*DATA TO PROCESS*:

*** Block opens ***

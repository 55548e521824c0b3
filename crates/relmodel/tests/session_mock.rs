mod fixtures;

use fixtures::{Event, Mock, school_db};
use relmodel::prelude::*;
use std::collections::BTreeMap;

fn row(pairs: &[(&str, Value)]) -> Row {
    Row::from_pairs(pairs.iter().cloned())
}

fn values(pairs: &[(&str, Value)]) -> BTreeMap<String, Value> {
    pairs.iter().map(|(k, v)| ((*k).to_string(), v.clone())).collect()
}

#[test]
fn select_is_bound_before_it_reaches_the_driver() {
    let mock = Mock::new(Dialect::SqlServer);
    mock.rows(vec![row(&[("email", Value::from("ana@example.com"))])]);
    let db = school_db(&mock, Config::default());

    let select = db
        .sql("person")
        .unwrap()
        .fields("$email")
        .where_("$id = @0")
        .parameter(42);
    let mut exec = db.executor();
    let rows = exec.rows(&select).unwrap();

    assert_eq!(rows.len(), 1);
    let commands = mock.commands();
    assert_eq!(commands.len(), 1);
    assert_eq!(
        commands[0].text,
        "SELECT pers.email\nFROM person AS pers\nWHERE pers.id = @_0\nORDER BY 1\n"
    );
    assert_eq!(commands[0].parameters, vec![("_0".to_string(), Value::Int(42))]);
}

#[test]
fn sequence_parameters_expand_in_place() {
    let mock = Mock::new(Dialect::SqlServer);
    let db = school_db(&mock, Config::default());

    let select = db
        .sql("person")
        .unwrap()
        .fields("$email")
        .where_("$id IN (@0)")
        .parameter(vec![Value::Int(1), Value::Int(2), Value::Int(3)]);
    db.executor().rows(&select).unwrap();

    let cmd = &mock.commands()[0];
    assert!(cmd.text.contains("pers.id IN (@_0_0, @_0_1, @_0_2)"));
    assert_eq!(cmd.param("_0_2"), Some(&Value::Int(3)));
}

#[test]
fn missing_parameter_never_reaches_the_driver() {
    let mock = Mock::new(Dialect::SqlServer);
    let db = school_db(&mock, Config::default());

    let select = db.sql("person").unwrap().where_("$id = @0");
    let err = db.executor().rows(&select).unwrap_err();

    assert!(matches!(err, Error::MissingParameter(ref p) if p == "@0"));
    assert!(mock.events().is_empty());
}

#[test]
fn transport_errors_name_the_entity() {
    let mock = Mock::new(Dialect::MySql);
    mock.query_error("connection reset");
    let db = school_db(&mock, Config::default().with_dialect(Dialect::MySql));

    let err = db.executor().rows(&db.sql("city").unwrap()).unwrap_err();
    assert!(err.is_transport());
    assert!(err.to_string().contains("city"));
}

#[test]
fn scalars_objects_and_columns() {
    #[derive(Debug, serde::Deserialize, PartialEq)]
    struct City {
        id: i32,
        name: String,
    }

    let mock = Mock::new(Dialect::SqlServer);
    let cities = vec![
        row(&[("id", Value::Int(1)), ("name", Value::from("Lima"))]),
        row(&[("id", Value::Int(2)), ("name", Value::from("Cusco"))]),
    ];
    mock.rows(vec![row(&[("count", Value::Long(2))])])
        .rows(cities.clone())
        .rows(cities.clone())
        .rows(Vec::new());
    let db = school_db(&mock, Config::default());
    let mut exec = db.executor();

    let count: Option<i64> = exec.value(&db.sql("city").unwrap().count()).unwrap();
    assert_eq!(count, Some(2));

    let objects: Vec<City> = exec.objects(&db.sql("city").unwrap()).unwrap();
    assert_eq!(objects[1], City { id: 2, name: "Cusco".into() });

    let names: Vec<String> = exec.column_at(&db.sql("city").unwrap(), 1).unwrap();
    assert_eq!(names, vec!["Lima", "Cusco"]);

    let none: Option<City> = exec.object(&db.sql("city").unwrap()).unwrap();
    assert!(none.is_none());
    assert_eq!(mock.opened(), 1);
}

#[test]
fn cached_rows_are_served_once() {
    let mock = Mock::new(Dialect::SqlServer);
    mock.rows(vec![row(&[("id", Value::Int(3)), ("name", Value::from("Lima"))])]);
    let db = school_db(&mock, Config::default());

    let select = db.sql("city").unwrap().where_("$id = @0").parameter(3);
    let first = db.executor().rows_cached(&select).unwrap();
    let second = db.executor().rows_cached(&select).unwrap();

    assert_eq!(first, second);
    assert_eq!(mock.commands().len(), 1);
    assert_eq!(db.cache().len(), 1);

    db.cache().invalidate_all();
    db.executor().rows_cached(&select).unwrap();
    assert_eq!(mock.commands().len(), 2);
}

#[test]
fn transaction_commits_the_whole_batch() {
    let mock = Mock::new(Dialect::SqlServer);
    mock.affected(2);
    let db = school_db(&mock, Config::default());

    let batch = db
        .persist()
        .insert("city", &values(&[("id", Value::Int(1)), ("name", Value::from("Lima"))]))
        .unwrap()
        .update("city", &values(&[("name", Value::from("Cusco"))]))
        .unwrap()
        .where_("$id = @0", vec![Value::Int(2)])
        .unwrap();

    let mut exec = db.executor();
    assert_eq!(exec.transaction(&batch).unwrap(), 2);
    assert!(!exec.in_transaction());

    let events = mock.events();
    assert_eq!(events.len(), 3);
    assert_eq!(events[0], Event::Begin);
    assert_eq!(events[2], Event::Commit);
    let Event::Execute(cmd) = &events[1] else {
        panic!("expected an execute, got {:?}", events[1]);
    };
    assert!(cmd.text.starts_with("INSERT INTO city (id, name)\nVALUES (@_0, @_1);"));
    assert_eq!(cmd.param("_2"), Some(&Value::from("Cusco")));
    assert_eq!(cmd.param("_3"), Some(&Value::Int(2)));
}

#[test]
fn split_transaction_rolls_back_on_failure() {
    let mock = Mock::new(Dialect::SqlServer);
    mock.affected(1).execute_error("duplicate key");
    let db = school_db(&mock, Config::default());

    let batch = db
        .persist()
        .insert("city", &values(&[("id", Value::Int(1)), ("name", Value::from("Lima"))]))
        .unwrap()
        .insert("city", &values(&[("id", Value::Int(1)), ("name", Value::from("Cusco"))]))
        .unwrap();

    let mut exec = db.executor();
    let err = exec.transaction_split(&batch).unwrap_err();

    match err {
        Error::Transaction { statement, source } => {
            assert_eq!(statement, 1);
            assert!(source.is_transport());
        }
        other => panic!("unexpected error: {other:?}"),
    }
    let events = mock.events();
    assert_eq!(events.last(), Some(&Event::Rollback));
    assert!(!events.contains(&Event::Commit));
    assert!(!exec.in_transaction());
}

#[test]
fn failed_commit_rolls_back_and_reports_the_batch() {
    let mock = Mock::new(Dialect::SqlServer);
    mock.commit_error("log full");
    let db = school_db(&mock, Config::default());

    let batch = db
        .persist()
        .insert("city", &values(&[("id", Value::Int(1)), ("name", Value::from("Lima"))]))
        .unwrap()
        .insert("city", &values(&[("id", Value::Int(2)), ("name", Value::from("Cusco"))]))
        .unwrap();

    let mut exec = db.executor();
    let err = exec.transaction_split(&batch).unwrap_err();

    match err {
        Error::Transaction { statement, source } => {
            assert_eq!(statement, 1);
            assert!(source.is_transport());
        }
        other => panic!("unexpected error: {other:?}"),
    }
    assert!(!exec.in_transaction());
    let events = mock.events();
    assert_eq!(events.last(), Some(&Event::Rollback));
    assert!(!events.contains(&Event::Commit));
}

#[test]
fn dropping_an_open_transaction_rolls_it_back() {
    let mock = Mock::new(Dialect::SqlServer);
    let db = school_db(&mock, Config::default());
    {
        let mut exec = db.executor();
        exec.begin().unwrap();
        assert!(exec.begin().unwrap_err().is_usage());
    }
    assert_eq!(mock.events(), vec![Event::Begin, Event::Rollback]);
}

#[test]
fn next_and_max_defaults_query_the_database() {
    let mock = Mock::new(Dialect::SqlServer);
    mock.rows(vec![row(&[("next", Value::Long(8))])]).rows(Vec::new());
    let db = school_db(&mock, Config::default());

    let student = db.values("student").unwrap();
    assert_eq!(student.default_value("id").unwrap(), Value::Int(8));
    let cmd = &mock.commands()[0];
    assert!(cmd.text.contains("IDENT_CURRENT(@_0)"));
    assert_eq!(cmd.param("_0"), Some(&Value::from("student")));

    let person = db.values("person").unwrap();
    assert_eq!(person.default_value("code").unwrap(), Value::Int(1));
}

#[test]
fn relations_follow_their_parents() {
    let mock = Mock::new(Dialect::SqlServer);
    mock.rows(vec![row(&[
        ("id", Value::Int(5)),
        ("email", Value::from("ana@example.com")),
        ("city", Value::Int(3)),
    ])])
    .rows(vec![row(&[("id", Value::Int(3)), ("name", Value::from("Lima"))])]);
    let db = school_db(&mock, Config::default());

    let mut student = db.values("student").unwrap();
    student.set("id", 1).unwrap().set("person", 5).unwrap();

    let city = student.values_rel("person__city").unwrap().unwrap();
    assert_eq!(city.entity_name(), "city");
    assert_eq!(city.get("name").unwrap(), &Value::from("Lima"));

    let params: Vec<_> = mock.commands().iter().map(|c| c.param("_0").cloned()).collect();
    assert_eq!(params, vec![Some(Value::Int(5)), Some(Value::Int(3))]);

    // no tutor, no lookup
    assert!(student.values_tree("tutor").unwrap().is_none());
    assert_eq!(mock.commands().len(), 2);
}

#[test]
fn entity_values_round_trip_through_persist() {
    let mock = Mock::new(Dialect::SqlServer);
    let db = school_db(&mock, Config::default());

    let mut person = db.values("person").unwrap();
    person
        .sset("id", "7")
        .unwrap()
        .sset("email", "  ana@example.com ")
        .unwrap()
        .sset("name", "  Ana   Maria")
        .unwrap()
        .reset()
        .unwrap();
    assert!(person.check());
    assert_eq!(person.label(), "ana@example.com");

    let batch = db.persist().insert("person", person.values()).unwrap();
    db.executor().transaction(&batch).unwrap();

    let cmd = &mock.commands()[0];
    assert!(cmd.parameters.iter().any(|(_, v)| v == &Value::from("Ana Maria")));
    assert!(cmd.parameters.iter().any(|(_, v)| v == &Value::Int(7)));
}

#[test]
fn hooks_registered_on_the_container_reach_value_stores() {
    let mock = Mock::new(Dialect::SqlServer);
    let hooks = FieldHooks::new().on_reset("person", "email", |v| {
        let lower = v.get_or_null("email").to_string().to_lowercase();
        let _ = v.set("email", lower);
    });
    let db = school_db(&mock, Config::default()).with_hooks(hooks);

    let mut person = db.values("person").unwrap();
    person.set("email", "ANA@EXAMPLE.COM").unwrap();
    person.reset_field("email").unwrap();
    assert_eq!(person.get("email").unwrap(), &Value::from("ana@example.com"));
}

*** Block closes ***

*ACTIVITY*: Extract all lines from the data in which "relmodel" is found.

*RESULT BELOW*:
filename crates/relmodel/tests/session_mock.rs
use relmodel::prelude::*;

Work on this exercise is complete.